Chi avesse visto Nicola Capasso, di aspetto austero e maestoso, senza dare alcun segno di animo lieto e giocondo non avrebbe mai immaginato che dietro la scorza accademica del professore, si nascondesse l'autore delle satire pungenti e divertenti che furono, con le battute e le facezie che egli raccontava di contorno, al centro delle feste di palazzo nella Napoli austriaca della prima metà del '700[1]. Nacque il 13 settembre del 1671 a Grumo Nevano, poco lontano dalla antica città di Atella, dove il genio comico-filosofico napoletano ebbe la prima ufficiale consacrazione in quelle buffonate, in dialetto osco, da cui è derivato il napoletano, che ebbero nome di atellane[2]. Giovanissimo iniziò gli studi al seminario e, senza dismettere l'abito talare, non prese mai i voti, forse schifato dall'ambiente corrotto del Sacro Real Colleggio che non mancò di denunciare nei suoi versi. Ottenne la prima cattedra a ventitrè anni, e una carriera accademica velocissima. «Tutte le cattedre egli sostenne con sommo plauso, e la sua naturale lepidezza gli attirò numeroso pubblico», scrisse lo storico Pietro Martorana[3], che ne stimò le doti di linguista, e la sua capacità di creazione.
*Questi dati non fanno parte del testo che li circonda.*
use chrono::Utc;
use sqlx::{Pool, QueryBuilder, Sqlite, SqliteConnection};
use tracing::{info, instrument};

use crate::error::AppError;
use crate::models::{DbProcedure, DbProcedureUser, DbUser, Procedure, ProcedureUser, User};
use crate::query::{ListParams, OrderKey, Page};

pub const PROCEDURE_COLUMNS: &[&str] =
    &["ProcedureId", "ProcedureTitle", "CreateDate", "UpdateDate"];
pub const PROCEDURE_USER_COLUMNS: &[&str] =
    &["ProcedureId", "UserId", "CreateDate", "UpdateDate"];
pub const USER_COLUMNS: &[&str] = &["UserId", "Name", "CreateDate", "UpdateDate"];
pub const PROCEDURE_USER_RELATIONS: &[&str] = &["User"];

#[instrument(skip(conn))]
pub async fn get_procedure(
    conn: &mut SqliteConnection,
    procedure_id: i64,
) -> Result<Procedure, AppError> {
    info!("Fetching procedure by ID");
    let row = sqlx::query_as::<_, DbProcedure>(
        "SELECT ProcedureId, ProcedureTitle, CreateDate, UpdateDate
         FROM Procedures WHERE ProcedureId = ?",
    )
    .bind(procedure_id)
    .fetch_optional(&mut *conn)
    .await?;

    match row {
        Some(procedure) => Ok(Procedure::from(procedure)),
        _ => Err(AppError::NotFound(format!(
            "ProcedureId: {} not found",
            procedure_id
        ))),
    }
}

#[instrument(skip(conn))]
pub async fn get_user(conn: &mut SqliteConnection, user_id: i64) -> Result<User, AppError> {
    info!("Fetching user by ID");
    let row = sqlx::query_as::<_, DbUser>(
        "SELECT UserId, Name, CreateDate, UpdateDate FROM Users WHERE UserId = ?",
    )
    .bind(user_id)
    .fetch_optional(&mut *conn)
    .await?;

    match row {
        Some(user) => Ok(User::from(user)),
        _ => Err(AppError::NotFound(format!("UserId: {} not found", user_id))),
    }
}

/// Returns the subset of `user_ids` that name existing users.
#[instrument(skip(conn))]
pub async fn existing_user_ids(
    conn: &mut SqliteConnection,
    user_ids: &[i64],
) -> Result<Vec<i64>, AppError> {
    if user_ids.is_empty() {
        return Ok(Vec::new());
    }

    let mut qb = QueryBuilder::<Sqlite>::new("SELECT UserId FROM Users WHERE UserId IN (");
    let mut separated = qb.separated(", ");
    for id in user_ids {
        separated.push_bind(*id);
    }
    separated.push_unseparated(") ORDER BY UserId");

    let ids = qb
        .build_query_scalar::<i64>()
        .fetch_all(&mut *conn)
        .await?;

    Ok(ids)
}

#[instrument(skip(conn))]
pub async fn get_procedure_user_ids(
    conn: &mut SqliteConnection,
    procedure_id: i64,
) -> Result<Vec<i64>, AppError> {
    info!("Getting procedure members");
    let ids = sqlx::query_scalar::<_, i64>(
        "SELECT UserId FROM ProcedureUsers WHERE ProcedureId = ? ORDER BY UserId",
    )
    .bind(procedure_id)
    .fetch_all(&mut *conn)
    .await?;

    Ok(ids)
}

/// Returns `false` when the association already existed.
#[instrument(skip(conn))]
pub async fn insert_procedure_user(
    conn: &mut SqliteConnection,
    procedure_id: i64,
    user_id: i64,
) -> Result<bool, AppError> {
    let now = Utc::now().naive_utc();
    let res = sqlx::query(
        "INSERT OR IGNORE INTO ProcedureUsers (ProcedureId, UserId, CreateDate, UpdateDate)
         VALUES (?, ?, ?, ?)",
    )
    .bind(procedure_id)
    .bind(user_id)
    .bind(now)
    .bind(now)
    .execute(&mut *conn)
    .await?;

    Ok(res.rows_affected() > 0)
}

/// Returns `false` when there was no such association.
#[instrument(skip(conn))]
pub async fn delete_procedure_user(
    conn: &mut SqliteConnection,
    procedure_id: i64,
    user_id: i64,
) -> Result<bool, AppError> {
    let res = sqlx::query("DELETE FROM ProcedureUsers WHERE ProcedureId = ? AND UserId = ?")
        .bind(procedure_id)
        .bind(user_id)
        .execute(&mut *conn)
        .await?;

    Ok(res.rows_affected() > 0)
}

#[instrument(skip(conn))]
pub async fn delete_procedure_users(
    conn: &mut SqliteConnection,
    procedure_id: i64,
) -> Result<u64, AppError> {
    let res = sqlx::query("DELETE FROM ProcedureUsers WHERE ProcedureId = ?")
        .bind(procedure_id)
        .execute(&mut *conn)
        .await?;

    Ok(res.rows_affected())
}

fn push_order(qb: &mut QueryBuilder<'_, Sqlite>, prefix: &str, keys: &[OrderKey], default: &str) {
    qb.push(" ORDER BY ");
    if keys.is_empty() {
        qb.push(prefix).push(default);
        return;
    }

    let mut separated = qb.separated(", ");
    for key in keys {
        separated.push(format!("{}{} {}", prefix, key.column, key.dir.as_sql()));
    }
}

fn push_page(qb: &mut QueryBuilder<'_, Sqlite>, page: Page) {
    // SQLite only accepts OFFSET after a LIMIT; -1 means no limit.
    qb.push(" LIMIT ").push_bind(page.limit.unwrap_or(-1));
    qb.push(" OFFSET ").push_bind(page.offset);
}

#[instrument(skip(pool))]
pub async fn list_procedures(
    pool: &Pool<Sqlite>,
    params: &ListParams,
) -> Result<Vec<Procedure>, AppError> {
    info!("Listing procedures");
    if params.user_id.is_some() {
        return Err(AppError::Validation(
            "userId is not a procedure field".to_string(),
        ));
    }
    params.expansions(&[])?;
    let order = params.order(PROCEDURE_COLUMNS)?;
    let page = params.page()?;

    let mut qb = QueryBuilder::<Sqlite>::new(
        "SELECT p.ProcedureId, p.ProcedureTitle, p.CreateDate, p.UpdateDate
         FROM Procedures p WHERE 1 = 1",
    );
    if let Some(procedure_id) = params.procedure_id {
        qb.push(" AND p.ProcedureId = ").push_bind(procedure_id);
    }
    push_order(&mut qb, "p.", &order, "ProcedureId");
    push_page(&mut qb, page);

    let rows = qb.build_query_as::<DbProcedure>().fetch_all(pool).await?;

    Ok(rows.into_iter().map(Procedure::from).collect())
}

#[instrument(skip(pool))]
pub async fn list_procedure_users(
    pool: &Pool<Sqlite>,
    params: &ListParams,
) -> Result<Vec<ProcedureUser>, AppError> {
    info!("Listing procedure users");
    let expand = params.expansions(PROCEDURE_USER_RELATIONS)?;
    let order = params.order(PROCEDURE_USER_COLUMNS)?;
    let page = params.page()?;

    let mut qb = if expand.contains(&"User") {
        QueryBuilder::<Sqlite>::new(
            "SELECT pu.ProcedureId, pu.UserId, pu.CreateDate, pu.UpdateDate, u.Name AS UserName
             FROM ProcedureUsers pu JOIN Users u ON u.UserId = pu.UserId WHERE 1 = 1",
        )
    } else {
        QueryBuilder::<Sqlite>::new(
            "SELECT pu.ProcedureId, pu.UserId, pu.CreateDate, pu.UpdateDate
             FROM ProcedureUsers pu WHERE 1 = 1",
        )
    };
    if let Some(procedure_id) = params.procedure_id {
        qb.push(" AND pu.ProcedureId = ").push_bind(procedure_id);
    }
    if let Some(user_id) = params.user_id {
        qb.push(" AND pu.UserId = ").push_bind(user_id);
    }
    push_order(&mut qb, "pu.", &order, "ProcedureId, pu.UserId");
    push_page(&mut qb, page);

    let rows = qb.build_query_as::<DbProcedureUser>().fetch_all(pool).await?;

    Ok(rows.into_iter().map(ProcedureUser::from).collect())
}

#[instrument(skip(pool))]
pub async fn list_users(pool: &Pool<Sqlite>, params: &ListParams) -> Result<Vec<User>, AppError> {
    info!("Listing users");
    if params.procedure_id.is_some() {
        return Err(AppError::Validation(
            "procedureId is not a user field".to_string(),
        ));
    }
    params.expansions(&[])?;
    let order = params.order(USER_COLUMNS)?;
    let page = params.page()?;

    let mut qb = QueryBuilder::<Sqlite>::new(
        "SELECT u.UserId, u.Name, u.CreateDate, u.UpdateDate FROM Users u WHERE 1 = 1",
    );
    if let Some(user_id) = params.user_id {
        qb.push(" AND u.UserId = ").push_bind(user_id);
    }
    push_order(&mut qb, "u.", &order, "UserId");
    push_page(&mut qb, page);

    let rows = qb.build_query_as::<DbUser>().fetch_all(pool).await?;

    Ok(rows.into_iter().map(User::from).collect())
}
use std::path::Path;

use anyhow::Context;
use tracing::{info, warn};

pub const DEFAULT_DATABASE_URL: &str = "sqlite://plan.db?mode=rwc";

/// Settings read from the process environment after the env files are loaded.
#[derive(Debug, Clone, PartialEq, Eq)]
pub struct AppEnv {
    pub database_url: String,
    pub profile: String,
    pub otlp_endpoint: Option<String>,
}

impl AppEnv {
    pub fn from_env() -> Self {
        let database_url = dotenvy::var("DATABASE_URL")
            .ok()
            .filter(|url| !url.trim().is_empty())
            .unwrap_or_else(|| DEFAULT_DATABASE_URL.to_string());

        let otlp_endpoint = dotenvy::var("OTEL_EXPORTER_OTLP_ENDPOINT")
            .ok()
            .filter(|endpoint| !endpoint.trim().is_empty());

        Self {
            database_url,
            profile: current_profile(),
            otlp_endpoint,
        }
    }
}

fn current_profile() -> String {
    dotenvy::var("ROCKET_PROFILE").unwrap_or("development".to_string())
}

pub fn load_environment() -> anyhow::Result<()> {
    let env_files = if current_profile() == "production" {
        vec!["config/common.env", "config/prod.env", ".secrets.env"]
    } else {
        vec!["config/common.env", "config/dev.env", ".secrets.env"]
    };

    for env_file in env_files {
        load_env_file(env_file)?;
    }

    Ok(())
}

fn load_env_file(path: &str) -> anyhow::Result<()> {
    if !Path::new(path).exists() {
        warn!("Warning: Environment file {} not found, skipping", path);
        return Ok(());
    }

    dotenvy::from_filename_override(path)
        .with_context(|| format!("Failed to load environment file {}", path))?;
    info!("Loaded environment from: {}", path);
    Ok(())
}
Tra le sue opere la traduzione dell'Iliade in lingua napoletana, quel «travestimento di Omero, che, - affermò l'abate Galliani -, può sicuramente dirsi superiore a quanti in simil genere abbiansi in qualunque lingua»[4]. Era noto che fosse un simpatizzante del governo austriaco, e quando i Borbone tornarono a Napoli, non risparmiò di criticare il loro operato con punzecchiature e note sarcastiche. Ma non cospirò. Amava il ritiro nei suoi studi e nelle amicizie che coltivava con amore e dedizione, due su tutte quella per Giambattista Vico, e per Pietro Giannone, dei quali sono noti i problemi che ebbero ad affermare le proprie idee. Morì di calcoli renali, a settantaquattro anni, il 1745.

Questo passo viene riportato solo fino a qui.